Yu, Q. - Presenter, University of Washington
Optical biosensors based on surface resonance plasmon (SPR) and surface-enhanced Raman scattering (SERS) have emerged as a powerful analytical and sensing technique with broad applications, such as food safety, biomedicine, homeland security, and environmental monitoring, because of the label-free, real-time detection capability offered by SPR biosensors and molecular specificity and high sensitivity enabled by SERS. For the SPR biosensors, I will cover our recent effort in the development of dually functional interdigitated electrodes to sustain SPR and to increase bacterial mass transport through external application of dielectrophoresis for the detection of low concentration bacteria. For SERS biosensors, since electromagnetic enhancement dominates the SERS effect due to extremely strong local electric fields (i.e., hot spots) induced by localized surface plasmon resonance (LSPR), the development of plasmonic nanostructures as SERS-active substrates is one of the frontiers in this field. I will first talk about our effort on the development of SERS-active plasmonic nanostructures, including quasi-3-dimension plasmonic nanostructure arrays (Q3D-PNAs) and the nanostructures enabling the extension of electric field, for sensitive detection of small and large analytes.
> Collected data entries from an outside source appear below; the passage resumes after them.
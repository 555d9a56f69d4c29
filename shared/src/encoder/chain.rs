//! Cause-chain collection and rendering.

use std::collections::HashSet;

use crate::models::Throwable;

const CAUSED_BY: &str = "Caused by: ";
const FRAME_PREFIX: &str = "at ";

/// Why a chain walk stopped before reaching a node without a cause.
#[derive(Debug, Clone, Copy, PartialEq, Eq)]
pub enum Truncation {
    /// A cause pointed back to a node already in the chain.
    Cycle,
    /// The chain reached the configured depth cap.
    DepthLimit,
}

/// An exception followed by its causes, outermost first.
///
/// # Example
///
/// ```
/// use shared::encoder::ExceptionChain;
/// use shared::models::{CapturedException, Frame};
///
/// let exc = CapturedException::new("QueryError")
///     .with_message("search failed")
///     .with_frame(Frame::new("search::run"))
///     .with_cause(CapturedException::new("io::Error"));
///
/// let chain = ExceptionChain::collect(&exc, 32);
/// assert_eq!(
///     chain.rendered_lines(),
///     vec![
///         "QueryError: search failed",
///         "at search::run(Unknown Source)",
///         "Caused by: io::Error",
///     ]
/// );
/// ```
pub struct ExceptionChain<'a> {
    nodes: Vec<&'a dyn Throwable>,
    truncation: Option<Truncation>,
}

impl<'a> ExceptionChain<'a> {
    /// Walks `cause` links from `root`, keeping at most `max_depth` nodes.
    ///
    /// A cause already visited, or one past the depth cap, ends the walk.
    /// Nodes are identified by address and concrete type, so a cause stored
    /// inline at the start of its parent is a distinct node. At least the
    /// root is always kept.
    #[must_use]
    pub fn collect(root: &'a dyn Throwable, max_depth: usize) -> Self {
        let max_depth = max_depth.max(1);
        let mut nodes = Vec::new();
        let mut visited: HashSet<*const (dyn Throwable + 'a)> = HashSet::new();
        let mut truncation = None;
        let mut current = Some(root);

        while let Some(node) = current {
            if !visited.insert(std::ptr::from_ref(node)) {
                truncation = Some(Truncation::Cycle);
                break;
            }
            if nodes.len() == max_depth {
                truncation = Some(Truncation::DepthLimit);
                break;
            }
            nodes.push(node);
            current = node.cause();
        }

        Self { nodes, truncation }
    }

    /// Number of nodes in the chain.
    #[must_use]
    pub fn len(&self) -> usize {
        self.nodes.len()
    }

    /// Always false; a chain holds at least its root.
    #[must_use]
    pub fn is_empty(&self) -> bool {
        self.nodes.is_empty()
    }

    /// Why the walk stopped early, if it did.
    #[must_use]
    pub fn truncation(&self) -> Option<Truncation> {
        self.truncation
    }

    /// Renders the chain the way a conventional stack-trace printer does:
    /// for each node, its header split into lines, then one line per frame.
    #[must_use]
    pub fn rendered_lines(&self) -> Vec<String> {
        let mut lines = Vec::new();
        for (depth, node) in self.nodes.iter().enumerate() {
            let mut header = header(*node);
            if depth > 0 {
                header.insert_str(0, CAUSED_BY);
            }
            push_message_lines(&mut lines, &header);
            lines.extend(
                node.frames()
                    .iter()
                    .map(|frame| format!("{FRAME_PREFIX}{frame}")),
            );
        }
        lines
    }
}

fn header(node: &dyn Throwable) -> String {
    match (node.kind(), node.message()) {
        (Some(kind), Some(message)) => format!("{kind}: {message}"),
        (Some(kind), None) => kind.to_string(),
        (None, Some(message)) => message.to_string(),
        (None, None) => String::new(),
    }
}

/// Splits on `\n` and `\r\n`. Always contributes at least one line.
fn push_message_lines(lines: &mut Vec<String>, text: &str) {
    let before = lines.len();
    lines.extend(text.lines().map(str::to_string));
    if lines.len() == before {
        lines.push(String::new());
    }
}
//! Per-line read and parse errors.

use thiserror::Error;

use crate::config::Schema;
use crate::models::Field;

/// A failure confined to a single line of a JSON log stream.
#[derive(Debug, Error)]
pub enum LineError {
    /// Reading from the source failed. Iteration ends after this error.
    #[error("I/O error while reading log stream: {0}")]
    Io(#[from] std::io::Error),

    /// The line is not valid UTF-8.
    #[error("invalid UTF-8 in log line")]
    InvalidUtf8,

    /// The line is not valid JSON.
    #[error("invalid JSON: {0}")]
    Syntax(#[source] serde_json::Error),

    /// The line is valid JSON but not an object.
    #[error("log line is not a JSON object")]
    NotAnObject,

    /// A field required by the schema is absent.
    #[error("missing required field `{field}` for schema `{schema}`")]
    MissingField {
        /// The absent field.
        field: Field,
        /// The schema that requires it.
        schema: Schema,
    },

    /// A known field holds a value of the wrong JSON type.
    #[error("field `{field}` must be {expected}")]
    WrongType {
        /// The offending field.
        field: Field,
        /// Description of the accepted type.
        expected: &'static str,
    },

    /// A field has the right JSON type but an unaccepted value.
    #[error("invalid field value: {0}")]
    InvalidField(#[source] serde_json::Error),
}

impl LineError {
    /// Returns whether iteration can continue past this error.
    #[must_use]
    pub fn is_recoverable(&self) -> bool {
        !matches!(self, Self::Io(_))
    }
}
//! Jsonlog CLI
//!
//! Command-line interface for inspecting structured JSON log files.
//!
//! # Usage
//!
//! ```bash
//! jsonlog --help
//! jsonlog inspect server.json
//! jsonlog inspect --schema node --fail-fast server.json
//! cat server.json | jsonlog inspect --stacktraces-only
//! ```

#![deny(unsafe_code)]

use std::fs::File;
use std::io::{self, BufRead, BufReader, Write};
use std::path::PathBuf;

use anyhow::{bail, Context};
use clap::{Parser, Subcommand, ValueEnum};
use shared::config::{ErrorPolicy, ReaderConfig, Schema};
use shared::models::LogLine;
use shared::reader::JsonLogsStream;

/// Jsonlog CLI - inspect structured JSON log files
#[derive(Parser)]
#[command(name = "jsonlog")]
#[command(author, version, about, long_about = None)]
struct Cli {
    #[command(subcommand)]
    command: Option<Commands>,
}

#[derive(Subcommand)]
enum Commands {
    /// Parse a JSON log file and print its records
    Inspect(InspectArgs),
}

#[derive(clap::Args)]
struct InspectArgs {
    /// Log file to read; standard input when omitted or `-`
    path: Option<PathBuf>,

    /// Field set expected on each line
    #[arg(long, value_enum, env = "JSONLOG_SCHEMA", default_value_t = SchemaArg::Default)]
    schema: SchemaArg,

    /// Stop at the first malformed line
    #[arg(long, env = "JSONLOG_FAIL_FAST")]
    fail_fast: bool,

    /// Print only records that carry a stacktrace
    #[arg(long)]
    stacktraces_only: bool,

    /// Print each record as a JSON object instead of text
    #[arg(long)]
    json: bool,
}

#[derive(Debug, Clone, Copy, PartialEq, Eq, ValueEnum)]
enum SchemaArg {
    /// type, timestamp, level, component, message
    Default,
    /// default fields plus cluster.name and node.name
    Node,
}

impl From<SchemaArg> for Schema {
    fn from(value: SchemaArg) -> Self {
        match value {
            SchemaArg::Default => Schema::Default,
            SchemaArg::Node => Schema::Node,
        }
    }
}

impl InspectArgs {
    fn reader_config(&self) -> ReaderConfig {
        let policy = if self.fail_fast {
            ErrorPolicy::FailFast
        } else {
            ErrorPolicy::Report
        };
        ReaderConfig::new(self.schema.into()).with_policy(policy)
    }

    fn open(&self) -> anyhow::Result<Box<dyn BufRead>> {
        match &self.path {
            Some(path) if path.as_os_str() != "-" => {
                let file = File::open(path)
                    .with_context(|| format!("failed to open {}", path.display()))?;
                Ok(Box::new(BufReader::new(file)))
            }
            _ => Ok(Box::new(io::stdin().lock())),
        }
    }
}

/// Counts of what an inspection run saw.
#[derive(Debug, Default, PartialEq, Eq)]
struct Summary {
    records: usize,
    with_stacktrace: usize,
    errors: usize,
}

fn inspect(
    input: impl BufRead,
    args: &InspectArgs,
    out: &mut impl Write,
) -> anyhow::Result<Summary> {
    let mut summary = Summary::default();

    for record in JsonLogsStream::with_config(input, args.reader_config()) {
        match record.outcome {
            Ok(line) => {
                summary.records += 1;
                if line.stacktrace.is_some() {
                    summary.with_stacktrace += 1;
                } else if args.stacktraces_only {
                    continue;
                }
                if args.json {
                    writeln!(out, "{}", serde_json::to_string(&line)?)?;
                } else {
                    print_line(out, record.line_number, &line)?;
                }
            }
            // Already logged by the stream.
            Err(_) => summary.errors += 1,
        }
    }

    Ok(summary)
}

fn print_line(out: &mut impl Write, line_number: usize, line: &LogLine) -> io::Result<()> {
    writeln!(
        out,
        "{line_number}: {} {} [{}] {}",
        line.timestamp.as_deref().unwrap_or("-"),
        line.level.as_deref().unwrap_or("-"),
        line.component.as_deref().unwrap_or("-"),
        line.message.as_deref().unwrap_or(""),
    )?;
    for entry in line.stacktrace.iter().flatten() {
        writeln!(out, "    {entry}")?;
    }
    Ok(())
}

fn main() -> anyhow::Result<()> {
    tracing_subscriber::fmt()
        .with_env_filter(
            tracing_subscriber::EnvFilter::try_from_default_env()
                .unwrap_or_else(|_| tracing_subscriber::EnvFilter::new("info")),
        )
        .with_writer(io::stderr)
        .init();

    let cli = Cli::parse();

    match cli.command {
        Some(Commands::Inspect(args)) => {
            let input = args.open()?;
            let stdout = io::stdout();
            let mut out = stdout.lock();
            let summary = inspect(input, &args, &mut out)?;

            tracing::info!(
                records = summary.records,
                with_stacktrace = summary.with_stacktrace,
                errors = summary.errors,
                "Inspection complete"
            );
            if summary.errors > 0 {
                bail!("{} malformed line(s)", summary.errors);
            }
        }
        None => {
            println!("Jsonlog CLI v{}", env!("CARGO_PKG_VERSION"));
            println!("Use --help for usage information");
        }
    }

    Ok(())
}

#[cfg(test)]
mod tests {
    use super::*;

    const RECORD: &str = r#"{"type": "console", "timestamp": "2019-01-03T16:30:53,058+0100", "level": "ERROR", "component": "o.e.Node", "message": "failed", "stacktrace": ["E: boom", "at f(f.rs:1)"]}"#;
    const PLAIN: &str = r#"{"type": "console", "timestamp": "2019-01-03T16:30:53,058+0100", "level": "INFO", "component": "o.e.Node", "message": "started"}"#;

    fn args(extra: &[&str]) -> InspectArgs {
        let mut argv = vec!["jsonlog", "inspect"];
        argv.extend_from_slice(extra);
        match Cli::try_parse_from(argv).unwrap().command {
            Some(Commands::Inspect(args)) => args,
            None => panic!("expected inspect command"),
        }
    }

    #[test]
    fn test_cli_parse() {
        let cli = Cli::try_parse_from(["jsonlog"]);
        assert!(cli.is_ok());
    }

    #[test]
    fn test_cli_inspect_command() {
        let args = args(&["--schema", "node", "--fail-fast", "logs.json"]);

        assert_eq!(args.path, Some(PathBuf::from("logs.json")));
        assert_eq!(args.schema, SchemaArg::Node);
        let config = args.reader_config();
        assert_eq!(config.schema, Schema::Node);
        assert_eq!(config.policy, ErrorPolicy::FailFast);
    }

    #[test]
    fn test_cli_rejects_unknown_schema() {
        assert!(Cli::try_parse_from(["jsonlog", "inspect", "--schema", "cluster"]).is_err());
    }

    #[test]
    fn test_inspect_prints_records_and_counts_errors() {
        let input = format!("{RECORD}\nbroken\n{PLAIN}\n");
        let mut out = Vec::new();

        let summary = inspect(input.as_bytes(), &args(&[]), &mut out).unwrap();

        assert_eq!(
            summary,
            Summary {
                records: 2,
                with_stacktrace: 1,
                errors: 1
            }
        );
        let text = String::from_utf8(out).unwrap();
        assert!(text.contains("1: 2019-01-03T16:30:53,058+0100 ERROR [o.e.Node] failed"));
        assert!(text.contains("    at f(f.rs:1)"));
        assert!(text.contains("3: "));
    }

    #[test]
    fn test_inspect_stacktraces_only_json() {
        let input = format!("{PLAIN}\n{RECORD}\n");
        let mut out = Vec::new();

        inspect(input.as_bytes(), &args(&["--stacktraces-only", "--json"]), &mut out).unwrap();

        let text = String::from_utf8(out).unwrap();
        assert_eq!(text.lines().count(), 1);
        let value: serde_json::Value = serde_json::from_str(text.trim()).unwrap();
        assert_eq!(value["stacktrace"][0], "E: boom");
    }

    #[test]
    fn test_open_reads_file() {
        let mut file = tempfile::NamedTempFile::new().unwrap();
        writeln!(file, "{PLAIN}").unwrap();
        let path = file.path().to_string_lossy().into_owned();

        let args = args(&[path.as_str()]);
        let mut out = Vec::new();
        let summary = inspect(args.open().unwrap(), &args, &mut out).unwrap();

        assert_eq!(summary.records, 1);
    }

    #[test]
    fn test_open_missing_file_fails() {
        let args = args(&["/nonexistent/jsonlog/input.json"]);
        let err = args.open().err().unwrap();
        assert!(err.to_string().contains("failed to open"));
    }
}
As detection using SERS is typically carried out on bare metal surfaces, because of the near field effect, non-specific adsorption frequently occurs and significantly reduces detection performance. In this regard, I will talk about our effort on the development of stealth surface modification and hierarchical zwitterionic modification for SERS substrates to enable the sensitive and specific detection in protein solution and real-time drug monitoring from blood plasma, respectively.